Opening day to hunt deer using primitive firearms in Area 3 was Oct. 9. Kody Hickman, a 23-year-old logger from Hornbeck, planned to go hunting that day and pondered about what weapon he wanted to take on his stand.
“After thinking about it for awhile,” Hickman said, “I decided to take my bow because I really prefer to bow hunt rather than gun hunt.”
Hickman only hunts public land and one of his favorite areas to hunt is Peason Ridge Wildlife Management Area, a 74,309 acre tract that touches three parishes, Sabine, Natchitoches and Vernon.
“I hunt the Vernon Parish portion of the area mainly because it’s only about 15 minutes from my house,” Hickman noted.
Peason Ridge is owned by the U.S. Army that also owns the Fort Polk Wildlife Management Area, with both areas subject to restrictions when Army maneuvers are going on.

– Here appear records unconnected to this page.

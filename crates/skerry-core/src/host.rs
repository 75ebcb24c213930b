//! Host-wide resources shared by every sandbox.

use crate::best_effort::BestEffort;
use crate::cgroup;
use crate::config::HostConfig;
use crate::dns::DnsRegistry;
use crate::error::Result;
use crate::fs::FilesystemProvisioner;
use crate::layout::{ResourceLayout, SandboxIdentity};
use crate::network::{HostNetwork, NetworkEnv, NetworkWiring};
use crate::slots::SlotPool;
use std::sync::Arc;

/// Configuration plus the subsystems that act on the host.
#[derive(Debug)]
pub struct HostResources {
    config: HostConfig,
    network: NetworkWiring,
    fs: FilesystemProvisioner,
    slots: SlotPool,
}

/// Which pieces of a sandbox to release.
#[derive(Debug, Clone, Copy)]
pub struct Release<'a> {
    pub layout: &'a ResourceLayout,
    /// Tear down this network, if it was (or may have been) set up.
    pub network: Option<&'a NetworkEnv>,
    /// Remove the instance tree, socket and metrics target.
    pub files: bool,
    /// Remove the cgroup.
    pub cgroup: bool,
    /// Return this slot to the pool.
    pub slot: Option<u32>,
}

impl<'a> Release<'a> {
    /// Everything a fully created sandbox owns.
    pub fn all(layout: &'a ResourceLayout, network: &'a NetworkEnv) -> Self {
        Self {
            layout,
            network: Some(network),
            files: true,
            cgroup: true,
            slot: Some(network.slot()),
        }
    }
}

impl HostResources {
    /// Validate `config` and set up DNS and the slot pool for it.
    pub fn new(config: HostConfig, host: Arc<dyn HostNetwork>) -> Result<Self> {
        config.validate()?;
        let capacity = config.slot_capacity()?;
        let dns = Arc::new(DnsRegistry::new(
            config.dns_hosts_file.clone(),
            config.dns_domain.clone(),
        ));
        tracing::info!(
            data_root = %config.data_root.display(),
            subnet = %config.subnet,
            uplink = %config.uplink,
            slots = capacity,
            "Host resources ready"
        );
        Ok(Self {
            network: NetworkWiring::new(host, dns, config.uplink.clone()),
            fs: FilesystemProvisioner::new(),
            slots: SlotPool::new(capacity),
            config,
        })
    }

    pub fn config(&self) -> &HostConfig {
        &self.config
    }

    pub fn network(&self) -> &NetworkWiring {
        &self.network
    }

    pub fn fs(&self) -> &FilesystemProvisioner {
        &self.fs
    }

    pub fn slots(&self) -> &SlotPool {
        &self.slots
    }

    pub fn dns(&self) -> &Arc<DnsRegistry> {
        self.network.dns()
    }

    /// Paths for `sandbox_id` of `template_id` under this host's roots.
    pub fn layout(&self, template_id: &str, sandbox_id: &str) -> Result<ResourceLayout> {
        let identity = SandboxIdentity::new(template_id, sandbox_id, &self.config.data_root)?;
        Ok(ResourceLayout::new(
            identity,
            &self.config.cgroup_root,
            &self.config.cgroup_name,
        ))
    }

    pub fn network_env(&self, sandbox_id: &str, slot: u32) -> Result<NetworkEnv> {
        NetworkEnv::for_slot(sandbox_id, slot, &self.config.subnet)
    }

    /// Release the selected resources, attempting every one.
    ///
    /// The slot is only returned when the network teardown succeeded, so
    /// leftover interfaces are never handed to a new sandbox.
    pub async fn release(&self, release: Release<'_>) -> Result<()> {
        let sandbox_id = release.layout.sandbox_id();
        let mut steps = BestEffort::new("release", sandbox_id);

        let network_ok = match release.network {
            Some(env) => steps
                .record("network teardown", self.network.teardown(env, sandbox_id).await)
                .is_some(),
            None => true,
        };

        if release.files {
            steps.record(
                "filesystem cleanup",
                self.fs.cleanup(release.layout, false).await,
            );
        }

        // last: the kernel may still be accounting the hypervisor
        if release.cgroup {
            steps.record(
                "remove cgroup",
                cgroup::remove(&release.layout.cgroup_path()).await,
            );
        }

        if let Some(slot) = release.slot {
            if network_ok {
                self.slots.release(slot);
            } else {
                tracing::warn!(sandbox_id, slot, "Keeping slot reserved after failed network teardown");
            }
        }

        steps.finish()
    }
}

Rolling pine hills, meandering streams dotted with acorn producing oaks dominate on Peason Ridge.
On the morning of Oct. 9, Hickman left his rifle in the corner and instead, picked up his Martin Alien bow and quiver of 340 Gold Tip arrows fitted with 110 grain Hatchet broadheads.
“I found a long draw where oaks were growing, trees that were producing acorns I knew deer liked,” Hickman said. “Taking my Summit climbing stand, I climbed a big pine some 30 feet and waited to see if something might show up.”

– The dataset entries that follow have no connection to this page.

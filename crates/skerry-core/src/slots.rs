//! Exclusive allocation of network slot indices.

use crate::error::{CoreError, Result};
use std::collections::HashSet;
use std::sync::{Mutex, PoisonError};

#[derive(Debug, Default)]
struct SlotState {
    in_use: HashSet<u32>,
    next: u32,
}

/// Pool of slot indices in `0..capacity`.
///
/// A slot handed out by [`acquire`](Self::acquire) or taken by
/// [`reserve`](Self::reserve) is never handed out again until released.
/// The lock is a plain mutex held for a few instructions, never across
/// an await.
#[derive(Debug)]
pub struct SlotPool {
    capacity: u32,
    state: Mutex<SlotState>,
}

impl SlotPool {
    /// Create an empty pool.
    pub fn new(capacity: u32) -> Self {
        Self {
            capacity,
            state: Mutex::new(SlotState::default()),
        }
    }

    /// Total number of slots.
    pub fn capacity(&self) -> u32 {
        self.capacity
    }

    /// Take the next free slot, scanning round-robin from the last one handed out.
    pub fn acquire(&self) -> Result<u32> {
        let mut state = self.state.lock().unwrap_or_else(PoisonError::into_inner);
        if state.in_use.len() as u32 >= self.capacity {
            return Err(CoreError::ResourceExhausted(format!(
                "all {} network slots in use",
                self.capacity
            )));
        }

        let mut slot = state.next;
        for _ in 0..self.capacity {
            if slot >= self.capacity {
                slot = 0;
            }
            if state.in_use.insert(slot) {
                state.next = slot + 1;
                tracing::trace!(slot, "Slot acquired");
                return Ok(slot);
            }
            slot += 1;
        }

        Err(CoreError::ResourceExhausted(format!(
            "all {} network slots in use",
            self.capacity
        )))
    }

    /// Mark a specific slot as taken (used for slots held by orphans).
    ///
    /// Returns `false` if it was already taken.
    pub fn reserve(&self, slot: u32) -> Result<bool> {
        if slot >= self.capacity {
            return Err(CoreError::Validation(format!(
                "slot {slot} out of range 0..{}",
                self.capacity
            )));
        }
        let mut state = self.state.lock().unwrap_or_else(PoisonError::into_inner);
        Ok(state.in_use.insert(slot))
    }

    /// Return a slot to the pool. Releasing a free slot is a no-op.
    pub fn release(&self, slot: u32) -> bool {
        let mut state = self.state.lock().unwrap_or_else(PoisonError::into_inner);
        let released = state.in_use.remove(&slot);
        if released {
            tracing::trace!(slot, "Slot released");
        }
        released
    }

    /// Number of slots currently taken.
    pub fn in_use(&self) -> usize {
        self.state
            .lock()
            .unwrap_or_else(PoisonError::into_inner)
            .in_use
            .len()
    }

    /// Release every slot.
    pub fn reset(&self) {
        let mut state = self.state.lock().unwrap_or_else(PoisonError::into_inner);
        state.in_use.clear();
        state.next = 0;
    }
}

Never using trail cameras on the area, Hickman was just taking a chance on the location he chose being a good spot because of the availability of plenty of mast deer love and any deer he saw would be one he had never seen before.
“I settled into my stand and hadn’t been there long when I saw movement down the draw and there stood this big buck 200 yards away,” he said. “I was mentally kicking myself for leaving my rifle standing in the corner because here I sat with my bow. All I could do was watch the deer standing there when I noticed something happening in my favor; the deer started feeding down the draw picking up acorns as he headed in my direction. I kept watching as the buck worked its way closer and closer and as it got within bow range I was able to draw. I released the arrow when the buck turned broadside at eight steps from my tree.”
Hickman’s aim was dead on as the buck only ran some 25 yards before collapsing and falling.
“I couldn’t believe my good luck to have a buck that size come all the way down the draw to where I was; it was like I had him on a string. It surely was nerve wracking though,” he said, “to have to wait him out.”
The 10-point buck weighed 184 pounds, was estimated to be 4 ½ years of age with an inside spread of 19 inches. Antler mass carried throughout the entire rack. The antlers were green scored at 153 4/8 inches.